Field of the Invention The invention relates to a method for regulating a magnitude of a control system in which the control system operates in at least a first operating state and a second operating state for values different from system magnitudes, the system magnitude being entered as a real value by a sensor whose dynamics remains constant or does not change unpredictably, a control deviation is determined from a deviation deviation between the actual value and the setpoint and is applied to a regulator of the control system and the controller provides a control variable as a function of the control deviation. The invention also relates to a device for regulating a magnitude of a control system in which the control system has at least a first operating state and a second operating state with different values of system magnitudes, the control system comprises a sensor for determining the actual value of the system quantity and a controller for providing a setting quantity.

STATE OF THE ART In the case of internal combustion engines, in particular diesel engines for a motor vehicle, NOx (NSC) accumulator catalysts are used to limit the emissions of nitrogen oxide. These catalysts store oxides of nitrogen while the engine is fed surplus (lean). In order to conserve the storage capacity of the NO catalyst-accumulator, the nitrogen oxides stored must be evacuated from time to time. To achieve such a regeneration of NO catalyst-accumulator, it is known to set a reduced exhaust gas atmosphere in which the nitrogen oxides stored are converted to nitrogen. For this, the combustion engine is operated in "rich" mode, that is to say with an air / fuel ratio below stoichiometric conditions with a lambda coefficient of less than 1. Diesel engines are generally designed to a sustainable lean diet. For the regeneration of the NO accumulator catalyst, special regeneration phases are also provided, in which the diesel engine is fed in "rich" mode. The regulation of the lambda process of the regeneration phases is done by a lambda control circuit. In this case, the coefficient lambda before the accumulator catalyst NO represents the regulation quantity. The output signal of a lambda probe disposed before the NO accumulator catalyst is transmitted as a real value to an integrated lambda regulator at least in an engine control unit.

To achieve the regeneration of a NO accumulator catalyst, it is also possible, for the regeneration or the regeneration curve, to measure, in place of the lambda coefficient, characteristic exhaust gas components or exhaust gas quantities with the corresponding exhaust gas sensors and regulate them with the appropriate control circuits. The exhaust gas sensor provided as a measurement relay, for example a lambda probe used in a lambda control circuit may be fouled by soot particles carried by the exhaust gas. This extends the response time of the exhaust sensor. If the exhaust gas sensor is slowed down to a certain extent, this leads to a large exceedance of the desired lambda coefficient at the beginning of the lambda control for the regeneration flow rate. The controller, which is designed for high signal dynamics of the exhaust gas sensor, attempts to regulate the setpoint by raising the control variable. The cause of the control deviation, however, is the shifted reaction of the exhaust gas sensor. The regulator overrides and causes the lambda coefficient of the exhaust gas to significantly exceed the set value. This can lead to significant degradation of toxic emissions and misfires in some cylinders. Clogging of the exhaust gas sensor with soot particles is not necessarily sustainable. It can be reduced or completely eliminated by mechanical influences, for example by vibrations or a thermal influence.

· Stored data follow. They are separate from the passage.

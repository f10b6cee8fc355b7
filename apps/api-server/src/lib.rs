//! # Inkwell API Server
//!
//! Route table, extractors and handlers for the blog backend. The binary in
//! `main.rs` wires these into an actix-web `HttpServer`; the integration tests
//! drive the same configuration through `actix_web::test`.

pub mod config;
pub mod handlers;
pub mod middleware;
pub mod observability;
pub mod state;
pub mod telemetry;
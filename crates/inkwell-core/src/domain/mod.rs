//! Domain entities - the core business objects.

mod comment;
mod listing;
mod policy;
mod post;
mod publish;
mod user;

pub use comment::Comment;
pub use listing::{Page, PageRequest, PostFilter};
pub use policy::{Access, can_modify};
pub use post::{Post, PostChanges};
pub use publish::{PublishState, Transition};
pub use user::{ProfileChanges, User};
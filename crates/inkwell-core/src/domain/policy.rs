//! Ownership policy shared by posts and comments.

use uuid::Uuid;

use crate::error::DomainError;

/// Outcome of an ownership check.
#[derive(Debug, Clone, Copy, PartialEq, Eq)]
pub enum Access {
    Allow,
    Deny,
}

impl Access {
    pub fn is_allowed(self) -> bool {
        matches!(self, Access::Allow)
    }

    /// Turn a denial into [`DomainError::Forbidden`].
    pub fn ensure(self) -> Result<(), DomainError> {
        match self {
            Access::Allow => Ok(()),
            Access::Deny => Err(DomainError::Forbidden),
        }
    }
}

/// Only the resource owner may modify a resource. There are no roles and no
/// delegation: a post author has no rights over other users' comments.
pub fn can_modify(actor_id: Uuid, owner_id: Uuid) -> Access {
    if actor_id == owner_id {
        Access::Allow
    } else {
        Access::Deny
    }
}

#[cfg(test)]
mod tests {
    use super::*;

    #[test]
    fn test_owner_is_allowed() {
        let id = Uuid::new_v4();
        assert_eq!(can_modify(id, id), Access::Allow);
        assert!(can_modify(id, id).ensure().is_ok());
    }

    #[test]
    fn test_other_user_is_denied() {
        let access = can_modify(Uuid::new_v4(), Uuid::new_v4());

        assert!(!access.is_allowed());
        assert!(matches!(access.ensure(), Err(DomainError::Forbidden)));
    }
}
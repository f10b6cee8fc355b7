//! Telemetry initialization.

use tracing_subscriber::{EnvFilter, layer::SubscriberExt, util::SubscriberInitExt};

/// Telemetry configuration.
#[derive(Debug, Clone)]
pub struct TelemetryConfig {
    /// Enable JSON logging (for production).
    pub json_logs: bool,
    pub service_name: String,
}

impl Default for TelemetryConfig {
    fn default() -> Self {
        Self {
            json_logs: false,
            service_name: "inkwell-api".to_string(),
        }
    }
}

impl TelemetryConfig {
    /// Load configuration from environment variables.
    pub fn from_env() -> Self {
        Self {
            json_logs: std::env::var("LOG_FORMAT")
                .map(|v| v.to_lowercase() == "json")
                .unwrap_or(false),
            service_name: std::env::var("SERVICE_NAME")
                .unwrap_or_else(|_| "inkwell-api".to_string()),
        }
    }
}

/// Install the global tracing subscriber.
pub fn init_telemetry(config: &TelemetryConfig) {
    let env_filter = EnvFilter::try_from_default_env()
        .unwrap_or_else(|_| EnvFilter::new("info,api_server=debug,inkwell_infra=debug"));

    if config.json_logs {
        tracing_subscriber::registry()
            .with(env_filter)
            .with(tracing_subscriber::fmt::layer().json())
            .init();
    } else {
        tracing_subscriber::registry()
            .with(env_filter)
            .with(tracing_subscriber::fmt::layer().pretty())
            .init();
    }

    tracing::info!(
        service = %config.service_name,
        json_logs = config.json_logs,
        "Telemetry initialized"
    );
}
//! Health check endpoint.

use actix_web::HttpResponse;
use serde::Serialize;

#[derive(Serialize)]
pub struct HealthResponse {
    pub status: &'static str,
    pub version: &'static str,
    pub timestamp: String,
}

/// GET /health
pub async fn health_check() -> HttpResponse {
    let response = HealthResponse {
        status: "ok",
        version: env!("CARGO_PKG_VERSION"),
        timestamp: chrono::Utc::now().to_rfc3339(),
    };

    HttpResponse::Ok().json(response)
}
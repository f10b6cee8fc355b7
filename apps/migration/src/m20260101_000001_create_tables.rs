use sea_orm_migration::prelude::*;

#[derive(DeriveMigrationName)]
pub struct Migration;

#[async_trait::async_trait]
impl MigrationTrait for Migration {
    async fn up(&self, manager: &SchemaManager) -> Result<(), DbErr> {
        manager
            .create_table(
                Table::create()
                    .table(Users::Table)
                    .if_not_exists()
                    .col(ColumnDef::new(Users::Id).uuid().not_null().primary_key())
                    .col(ColumnDef::new(Users::FirstName).string().not_null())
                    .col(ColumnDef::new(Users::LastName).string().not_null())
                    .col(ColumnDef::new(Users::Email).string().not_null().unique_key())
                    .col(ColumnDef::new(Users::PasswordHash).string().not_null())
                    .col(ColumnDef::new(Users::AvatarUrl).string().null())
                    .col(
                        ColumnDef::new(Users::IsActive)
                            .boolean()
                            .not_null()
                            .default(true),
                    )
                    .col(timestamp(Users::CreatedAt))
                    .col(timestamp(Users::UpdatedAt))
                    .to_owned(),
            )
            .await?;

        manager
            .create_table(
                Table::create()
                    .table(Posts::Table)
                    .if_not_exists()
                    .col(ColumnDef::new(Posts::Id).uuid().not_null().primary_key())
                    .col(ColumnDef::new(Posts::AuthorId).uuid().not_null())
                    .col(ColumnDef::new(Posts::Title).string().not_null())
                    .col(ColumnDef::new(Posts::Content).text().not_null())
                    .col(ColumnDef::new(Posts::ImageUrl).string().null())
                    .col(
                        ColumnDef::new(Posts::IsPublished)
                            .boolean()
                            .not_null()
                            .default(false),
                    )
                    .col(timestamp(Posts::CreatedAt))
                    .col(timestamp(Posts::UpdatedAt))
                    .foreign_key(
                        ForeignKey::create()
                            .name("fk_posts_author")
                            .from(Posts::Table, Posts::AuthorId)
                            .to(Users::Table, Users::Id)
                            .on_delete(ForeignKeyAction::Cascade),
                    )
                    .to_owned(),
            )
            .await?;

        manager
            .create_table(
                Table::create()
                    .table(Comments::Table)
                    .if_not_exists()
                    .col(ColumnDef::new(Comments::Id).uuid().not_null().primary_key())
                    .col(ColumnDef::new(Comments::PostId).uuid().not_null())
                    .col(ColumnDef::new(Comments::AuthorId).uuid().not_null())
                    .col(ColumnDef::new(Comments::Content).text().not_null())
                    .col(timestamp(Comments::CreatedAt))
                    .col(timestamp(Comments::UpdatedAt))
                    .foreign_key(
                        ForeignKey::create()
                            .name("fk_comments_post")
                            .from(Comments::Table, Comments::PostId)
                            .to(Posts::Table, Posts::Id)
                            .on_delete(ForeignKeyAction::Cascade),
                    )
                    .foreign_key(
                        ForeignKey::create()
                            .name("fk_comments_author")
                            .from(Comments::Table, Comments::AuthorId)
                            .to(Users::Table, Users::Id)
                            .on_delete(ForeignKeyAction::Cascade),
                    )
                    .to_owned(),
            )
            .await?;

        manager
            .create_table(
                Table::create()
                    .table(RevokedTokens::Table)
                    .if_not_exists()
                    .col(
                        ColumnDef::new(RevokedTokens::TokenId)
                            .uuid()
                            .not_null()
                            .primary_key(),
                    )
                    .col(timestamp(RevokedTokens::ExpiresAt))
                    .to_owned(),
            )
            .await?;

        // Listing sorts newest first and filters by author and state.
        manager
            .create_index(
                Index::create()
                    .name("idx_posts_created_at")
                    .table(Posts::Table)
                    .col(Posts::CreatedAt)
                    .to_owned(),
            )
            .await?;
        manager
            .create_index(
                Index::create()
                    .name("idx_posts_author_id")
                    .table(Posts::Table)
                    .col(Posts::AuthorId)
                    .to_owned(),
            )
            .await?;
        manager
            .create_index(
                Index::create()
                    .name("idx_posts_is_published")
                    .table(Posts::Table)
                    .col(Posts::IsPublished)
                    .to_owned(),
            )
            .await?;
        manager
            .create_index(
                Index::create()
                    .name("idx_comments_post_id")
                    .table(Comments::Table)
                    .col(Comments::PostId)
                    .to_owned(),
            )
            .await?;
        manager
            .create_index(
                Index::create()
                    .name("idx_revoked_tokens_expires_at")
                    .table(RevokedTokens::Table)
                    .col(RevokedTokens::ExpiresAt)
                    .to_owned(),
            )
            .await
    }

    async fn down(&self, manager: &SchemaManager) -> Result<(), DbErr> {
        manager
            .drop_table(Table::drop().table(RevokedTokens::Table).to_owned())
            .await?;
        manager
            .drop_table(Table::drop().table(Comments::Table).to_owned())
            .await?;
        manager
            .drop_table(Table::drop().table(Posts::Table).to_owned())
            .await?;
        manager
            .drop_table(Table::drop().table(Users::Table).to_owned())
            .await
    }
}

fn timestamp<T: IntoIden>(column: T) -> ColumnDef {
    ColumnDef::new(column)
        .timestamp_with_time_zone()
        .not_null()
        .to_owned()
}

#[derive(DeriveIden)]
enum Users {
    Table,
    Id,
    FirstName,
    LastName,
    Email,
    PasswordHash,
    AvatarUrl,
    IsActive,
    CreatedAt,
    UpdatedAt,
}

#[derive(DeriveIden)]
enum Posts {
    Table,
    Id,
    AuthorId,
    Title,
    Content,
    ImageUrl,
    IsPublished,
    CreatedAt,
    UpdatedAt,
}

#[derive(DeriveIden)]
enum Comments {
    Table,
    Id,
    PostId,
    AuthorId,
    Content,
    CreatedAt,
    UpdatedAt,
}

#[derive(DeriveIden)]
enum RevokedTokens {
    Table,
    TokenId,
    ExpiresAt,
}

To avoid over-control of the regulator, it is known to increase control deviation continuously to a predetermined value, by means of a null ramp function at the beginning of the regeneration from the value 0 to a preset value. It is also known to initialize the setpoint value for the regulation at the beginning of the regeneration with the actual value and then to bring it to the appropriate filtering means or a ramp to the actual setpoint.

In addition, various forms of limitation are used, for example deviation of adjustment. If the regulator has an integrator, it is known, depending on the deviation of adjustment, to reduce the amplification of the integrator.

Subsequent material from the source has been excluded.